Despite continuous earnings misses, shipping container leaser Textainer Group Holdings (NYSE:TGH) is a great company that still deserves your attention. 

Textainer dropped nearly 8.5% a few days ago, following an extremely negative earnings report. It reported earnings per share of $0.70, missing analyst estimates by a whopping $0.17 and recording a 29% decrease in EPS year-over-year (from $0.99).

In fact, the company has missed analysts' EPS estimates by a fairly large margin for the past three quarters. But that earnings miss was actually due to these three reasons: 

1. Bad Debt and Impairment Expense
Six small lessees are currently in default with Textainer, leaving the company with a bad debt expense of $4.3 million, or $0.08 per share, and another impairment of container expense of $4.7 million -- roughly another $0.08 per share.

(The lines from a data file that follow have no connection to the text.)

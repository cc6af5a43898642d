//! Library database records and schema

pub mod init;
pub mod models;

pub use init::*;
pub use models::*;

Although Textainer could not have done anything to cut the bad debt expense, the company could have shipped its containers back to one of its depots. But due to the age and the mediocre condition of the containers, it's not economical for the company to ship them back, then selling them for any residual value. As the shipping lines would normally be doing the shipping (with Textainer only responsible for checking the containers and deciding what they should do with them), Textainer decided not to assume this extra cost. That move took a toll on their Q3 earnings. 

2. Share Dilution
Adjusting for impairment costs restores Textainer's earnings per share to $0.86. But that's still lower than the company's year-ago $0.99. A secondary offering late last year expanded Textainer's number of total shares outstanding by 10%, from 51.2 million in Q3 2012 to 56.3 million today. That dilution was bound to hurt the company's earnings per share.

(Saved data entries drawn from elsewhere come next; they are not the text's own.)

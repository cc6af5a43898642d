//! Progress cascade and proxy cache behaviour across the public API

mod helpers;

use helpers::TestLibrary;
use nodoka_common::db::AudiobookFileRecord;
use nodoka_player::{ProxyCache, SidecarStore};
use serde_json::{Map, Value};
use std::sync::Arc;

const ONE: &str = "/books/Book/1.mp3";
const TWO: &str = "/books/Book/2.mp3";

fn file_record(n: usize) -> AudiobookFileRecord {
    AudiobookFileRecord {
        id: n as i64,
        audiobook_id: 1,
        name: format!("{}.mp3", n),
        full_path: format!("/books/Many/{}.mp3", n),
        position: n as i32,
    }
}

/// The sidecar document for `key` as it is on disk
fn stored_fields(lib: &TestLibrary, key: &str) -> Map<String, Value> {
    let path = lib.cache.store().compute_location(key);
    serde_json::from_slice(&std::fs::read(path).unwrap()).unwrap()
}

#[tokio::test]
async fn test_file_completeness_follows_saved_time() {
    let lib = TestLibrary::new().await;
    let audiobook = lib.add_audiobook("Book", &[ONE]).await;
    let files = audiobook.files(&lib.db, &lib.cache).await.unwrap();

    files[0].set_media_duration(600_000);
    files[0].save_current_time(150_000);
    assert_eq!(files[0].completeness(), 25);

    files[0].save_current_time(300_000);
    assert_eq!(files[0].completeness(), 50);
    assert_eq!(audiobook.completeness(), 50);
    assert_eq!(audiobook.current_time(), 300_000);

    let stored = stored_fields(&lib, ONE);
    assert_eq!(stored["completeness"], Value::from(50));
    assert!(stored["completeness"].is_i64());
    assert!(stored["duration"].is_i64());
}

#[tokio::test]
async fn test_aggregate_sums_children() {
    let lib = TestLibrary::new().await;
    let audiobook = lib.add_audiobook("Book", &[ONE, TWO]).await;
    let files = audiobook.files(&lib.db, &lib.cache).await.unwrap();

    files[0].set_media_duration(600_000);
    assert_eq!(audiobook.total_duration(), 600_000);
    assert!(!audiobook.all_children_scanned());

    files[1].set_media_duration(600_000);
    assert_eq!(audiobook.total_duration(), 1_200_000);
    assert!(audiobook.all_children_scanned());

    files[0].save_current_time(600_000);
    files[1].save_current_time(300_000);
    // (600000 + 300000) / 1200000
    assert_eq!(audiobook.completeness(), 75);

    // Recomputing without changes is stable
    audiobook.on_duration_changed();
    audiobook.on_completeness_changed();
    audiobook.handle_scan_finished();
    assert_eq!(audiobook.total_duration(), 1_200_000);
    assert_eq!(audiobook.completeness(), 75);
}

#[tokio::test]
async fn test_progress_without_durations_keeps_aggregate() {
    let lib = TestLibrary::new().await;
    let audiobook = lib.add_audiobook("Book", &[ONE, TWO]).await;
    let files = audiobook.files(&lib.db, &lib.cache).await.unwrap();

    files[0].save_current_time(10_000);

    assert_eq!(files[0].current_time(), Some(10_000));
    assert_eq!(files[0].completeness(), 0);
    assert_eq!(audiobook.total_duration(), 0);
    assert_eq!(audiobook.completeness(), 0);
}

#[tokio::test]
async fn test_reset_read_status_clears_progress() {
    let lib = TestLibrary::new().await;
    let audiobook = lib.add_audiobook("Book", &[ONE, TWO]).await;
    let files = audiobook.files(&lib.db, &lib.cache).await.unwrap();
    files[0].set_media_duration(1000);
    files[1].set_media_duration(1000);
    files[0].save_current_time(1000);
    files[1].save_current_time(500);
    assert_eq!(audiobook.completeness(), 75);

    audiobook.reset_read_status(&lib.db, &lib.cache).await.unwrap();

    assert!(files.iter().all(|f| f.current_time().is_none()));
    assert!(files.iter().all(|f| f.completeness() == 0));
    assert_eq!(audiobook.completeness(), 0);
    // Durations survive a reset
    assert_eq!(audiobook.total_duration(), 2000);
}

#[tokio::test]
async fn test_progress_survives_restart() {
    let lib = TestLibrary::new().await;
    let audiobook = lib.add_audiobook("Book", &[ONE, TWO]).await;
    let files = audiobook.files(&lib.db, &lib.cache).await.unwrap();
    files[0].set_media_duration(4000);
    files[1].set_media_duration(4000);
    files[0].save_current_time(2000);

    // Fresh registry over the same sidecar folder
    let store = SidecarStore::open(lib.dir.path().join("sidecar")).unwrap();
    let cache = Arc::new(ProxyCache::new(store, 1000));
    let reloaded = cache.load_audiobook(&lib.db, audiobook.id()).await.unwrap();
    assert!(!Arc::ptr_eq(&reloaded, &audiobook));

    let files = reloaded.files(&lib.db, &cache).await.unwrap();
    assert_eq!(files[0].media_duration(), 4000);
    assert_eq!(files[0].current_time(), Some(2000));
    assert_eq!(files[0].completeness(), 50);
    assert_eq!(reloaded.total_duration(), 8000);
    assert_eq!(reloaded.completeness(), 25);
}

#[tokio::test]
async fn test_ceiling_clears_cache_before_insert() {
    let lib = TestLibrary::with_capacity(1000).await;

    let first = lib.cache.file(file_record(1));
    for n in 2..=1000 {
        lib.cache.file(file_record(n));
    }
    assert_eq!(lib.cache.file_count(), 1000);
    assert!(Arc::ptr_eq(&first, &lib.cache.file(file_record(1))));

    lib.cache.file(file_record(1001));
    assert_eq!(lib.cache.file_count(), 1);
    assert!(lib.cache.peek_file(&file_record(1).full_path).is_none());

    let rebuilt = lib.cache.file(file_record(1));
    assert!(!Arc::ptr_eq(&first, &rebuilt));
    assert_eq!(lib.cache.file_count(), 2);
}

#[tokio::test]
async fn test_cleared_proxy_no_longer_feeds_its_audiobook() {
    let lib = TestLibrary::new().await;
    let audiobook = lib.add_audiobook("Book", &[ONE]).await;
    let files = audiobook.files(&lib.db, &lib.cache).await.unwrap();
    files[0].set_media_duration(4000);
    assert_eq!(audiobook.total_duration(), 4000);

    lib.cache.clear();
    files[0].set_media_duration(9000);
    assert_eq!(audiobook.total_duration(), 4000);

    // An explicit recompute still sees the new value
    audiobook.on_duration_changed();
    assert_eq!(audiobook.total_duration(), 9000);
}

#[tokio::test]
async fn test_proxies_across_a_clear_share_their_document() {
    let lib = TestLibrary::with_capacity(1).await;
    let audiobook = lib.add_audiobook("Book", &[ONE]).await;
    let held = Arc::clone(&audiobook.files(&lib.db, &lib.cache).await.unwrap()[0]);

    // Push the held proxy out, then look the same path up again
    lib.cache.file(file_record(1));
    let fresh = lib.cache.load_file(&lib.db, ONE).await.unwrap();
    assert!(!Arc::ptr_eq(&held, &fresh));

    fresh.set_media_duration(600_000);
    fresh.save_current_time(150_000);
    held.set_as_complete();

    assert_eq!(held.media_duration(), 600_000);
    assert_eq!(held.current_time(), Some(150_000));
    assert_eq!(fresh.completeness(), 100);

    let stored = stored_fields(&lib, ONE);
    assert_eq!(stored["duration"], Value::from(600_000));
    assert_eq!(stored["currentTime"], Value::from(150_000));
    assert_eq!(stored["completeness"], Value::from(100));
}
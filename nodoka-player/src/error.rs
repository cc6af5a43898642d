//! Error types for nodoka-player
//!
//! Defines module-specific error types using thiserror for clear error propagation.

use thiserror::Error;

/// Main error type for nodoka-player
#[derive(Error, Debug)]
pub enum Error {
    /// Configuration loading errors
    #[error("Configuration error: {0}")]
    Config(String),

    /// Database connection or query errors
    #[error("Database error: {0}")]
    Database(#[from] sqlx::Error),

    /// File I/O errors
    #[error("File I/O error: {0}")]
    Io(#[from] std::io::Error),

    /// Media engine errors (construction, open, control calls)
    #[error("Media backend error: {0}")]
    Backend(String),

    /// Container probing / duration errors
    #[error("Media parse error: {0}")]
    MediaParse(String),

    /// Operation not valid in the current player state
    #[error("Invalid state: {0}")]
    InvalidState(String),

    /// Record not found in the library
    #[error("Not found: {0}")]
    NotFound(String),

    /// Errors raised by shared library code
    #[error(transparent)]
    Common(#[from] nodoka_common::Error),
}

/// Convenience Result type using nodoka-player Error
pub type Result<T> = std::result::Result<T, Error>;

When you look at the company's total earnings, the dropoff in net profit doesn't look so steep -- from $50.9 million in Q3 2012 to $49.1 million in the most recent quarter.

3. Weakness in the Industry
The industry is currently facing a period of weakness -- not as extreme as it was during the 2008-2009 recession, but it's still caused Textainer's earnings to drop year-over-year, even after adjusting for external factors.

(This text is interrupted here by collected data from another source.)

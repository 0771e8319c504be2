use std::net::IpAddr;
use std::sync::Arc;
use std::time::Duration;

use reqwest::redirect;
use reqwest::{Certificate, Client, ClientBuilder, Identity, Proxy};
use tracing::error;

use crate::error::{ClientError, RedirectCapExceeded};
use crate::resolve::{CachedResolver, FamilyResolver, IpFamily};

/// Default cap on open idle connections per target host.
pub const DEFAULT_CONNECTIONS: usize = 10_000;
/// Default request and connect timeout.
pub const DEFAULT_TIMEOUT: Duration = Duration::from_secs(30);
/// Default number of redirects a hit follows before failing.
pub const DEFAULT_REDIRECTS: usize = 10;
/// TCP keep-alive probe interval while keep-alive is enabled.
pub const KEEPALIVE_INTERVAL: Duration = Duration::from_secs(30);

/// Redirect handling for every hit of an attack.
#[derive(Clone, Copy, Debug, Eq, PartialEq)]
pub enum Redirects {
    /// Return the first response verbatim, even on 3xx.
    NoFollow,
    /// Follow up to this many redirects; one more fails the hit.
    Limit(usize),
}

impl Default for Redirects {
    fn default() -> Self {
        Self::Limit(DEFAULT_REDIRECTS)
    }
}

/// Wire protocol spoken by the attack. Modes are mutually exclusive and fix
/// the transport for the attacker's lifetime.
#[derive(Clone, Copy, Debug, Default, Eq, PartialEq)]
pub enum Protocol {
    /// Plain HTTP/1.1 over the pooled transport.
    #[default]
    Http1,
    /// HTTP/2 negotiated over TLS via ALPN.
    Http2,
    /// HTTP/2 with prior knowledge over cleartext TCP.
    H2c,
}

/// Proxy selection for the shared client.
#[derive(Clone, Debug, Default, Eq, PartialEq)]
pub enum ProxySelection {
    /// Honor the process proxy environment variables.
    #[default]
    Environment,
    /// Route every request through the given proxy URL.
    Url(String),
    /// Never proxy, even when the environment asks for one.
    Disabled,
}

/// TLS material and verification policy.
#[derive(Clone, Debug)]
pub struct TlsSetup {
    /// Accept any server certificate and hostname. Load targets are
    /// routinely fronted by self-signed certificates, so this is the
    /// default; flip it off to verify.
    pub insecure: bool,
    /// Extra root certificates to trust.
    pub root_certs: Vec<Certificate>,
    /// Client certificate and key presented during the handshake.
    pub identity: Option<Identity>,
}

impl Default for TlsSetup {
    fn default() -> Self {
        Self {
            insecure: true,
            root_certs: Vec::new(),
            identity: None,
        }
    }
}

#[derive(Clone, Debug)]
pub(crate) struct ClientConfig {
    pub(crate) timeout: Duration,
    pub(crate) connections: usize,
    pub(crate) redirects: Redirects,
    pub(crate) keep_alive: bool,
    pub(crate) local_addr: Option<IpAddr>,
    pub(crate) proxy: ProxySelection,
    pub(crate) tls: TlsSetup,
    pub(crate) protocol: Protocol,
    pub(crate) ip_family: IpFamily,
    pub(crate) resolver: Arc<CachedResolver>,
}

impl Default for ClientConfig {
    fn default() -> Self {
        Self {
            timeout: DEFAULT_TIMEOUT,
            connections: DEFAULT_CONNECTIONS,
            redirects: Redirects::default(),
            keep_alive: true,
            local_addr: None,
            proxy: ProxySelection::default(),
            tls: TlsSetup::default(),
            protocol: Protocol::default(),
            ip_family: IpFamily::default(),
            resolver: crate::resolve::shared_resolver(),
        }
    }
}

/// Builds the shared client. Transport settings land first; the protocol
/// switch is applied last because it fixes the negotiation mode.
pub(crate) fn build_client(config: &ClientConfig) -> Result<Client, ClientError> {
    let mut builder = Client::builder()
        .timeout(config.timeout)
        .connect_timeout(config.timeout)
        .pool_max_idle_per_host(config.connections)
        .redirect(redirect_policy(config.redirects));

    builder = match config.ip_family {
        IpFamily::Any => builder.dns_resolver(config.resolver.clone()),
        family => builder.dns_resolver(Arc::new(FamilyResolver::new(
            config.resolver.clone(),
            family,
        ))),
    };

    if config.keep_alive {
        builder = builder.tcp_keepalive(KEEPALIVE_INTERVAL);
    } else {
        builder = builder
            .tcp_keepalive(None)
            .pool_max_idle_per_host(0)
            .pool_idle_timeout(Some(Duration::ZERO));
    }

    if let Some(addr) = config.local_addr {
        builder = builder.local_address(addr);
    }

    builder = match &config.proxy {
        ProxySelection::Environment => builder,
        ProxySelection::Url(url) => {
            let proxy = Proxy::all(url).map_err(|err| {
                error!("Invalid proxy URL '{}': {}", url, err);
                ClientError::InvalidProxyUrl {
                    url: url.clone(),
                    source: err,
                }
            })?;
            builder.proxy(proxy)
        }
        ProxySelection::Disabled => builder.no_proxy(),
    };

    builder = apply_tls(builder, &config.tls);

    builder = match config.protocol {
        Protocol::Http1 => builder.http1_only(),
        Protocol::Http2 => builder,
        Protocol::H2c => builder.http2_prior_knowledge(),
    };

    builder.build().map_err(|err| {
        error!("Failed to build HTTP client: {}", err);
        ClientError::Build { source: err }
    })
}

fn apply_tls(mut builder: ClientBuilder, tls: &TlsSetup) -> ClientBuilder {
    if tls.insecure {
        builder = builder
            .danger_accept_invalid_certs(true)
            .danger_accept_invalid_hostnames(true);
    }
    for cert in &tls.root_certs {
        builder = builder.add_root_certificate(cert.clone());
    }
    if let Some(identity) = tls.identity.clone() {
        builder = builder.identity(identity);
    }
    builder
}

fn redirect_policy(redirects: Redirects) -> redirect::Policy {
    match redirects {
        Redirects::NoFollow => redirect::Policy::none(),
        Redirects::Limit(cap) => redirect::Policy::custom(move |attempt| {
            if attempt.previous().len() > cap {
                attempt.error(RedirectCapExceeded { cap })
            } else {
                attempt.follow()
            }
        }),
    }
}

For example, with the European recession still raging on, trading in that region is expected to remain low going forward, until things take a major turn to the better. This reduces demand for shipping lines, which results in less demand for Textainer's containers, and thus leads to lower earnings.

In addition, with shipping lines not in their best shape, many smaller shipping lines are still prone to going bankrupt, with many larger players still dominating the industry. The Baltic Dry Index, which measures shipping lines' performance, is the best example of shipping's current weakness. The index has dropped from 12,600 in 2008 to a few hundred points last year. Although it has doubled from its lows, the index is nowhere near previous highs, and the industry remains pretty soft overall. 

Such continued weakness in the industry may very well keep Textainer's earnings stuck in the same mire they've occupied for the past two years. 

At a current multiple of 10 times trailing-12-month EPS, Textainer is undervalued, especially after this quarter's earnings. Its main rival, TAL International (NYSE: TAL), trades are 11.5 times earnings. Although its other NYSE-traded competitior, CAI International, trades at only seven times earnings, it's much smaller and more leveraged than Textainer, with twice its market cap in debt. In my opinion, that leaves Textainer as the best bet in the sector.

This moderate undervaluation also gives the company's stock price a good amount of potential to appreciate in value if the industry's prospects turn for the better in the future. For example, I feel that Textainer is a far better company than TAL, being both larger and less leveraged. If Textainer trades at the same multiple as TAL, it would warrant a price of around $45, a 20% gain from where it trades now. If the industry's prospects turn for the better going forward, the price appreciation for Textainer could potentially be much larger. 

In conclusion, I believe that Textainer, being the largest company in the container leasing industry, is positioned very well to leverage upon its superior finances and its economies of scale. This will both enable the company to take advantage of current weaknesses, and also allow it to thrive in the years to come.

In fact, Textainer has already rebounded nicely from the lows it hit after its bad earnings report. Keep an eye on Textainer to see whether it continues rebounding to its October highs of around $40 per share.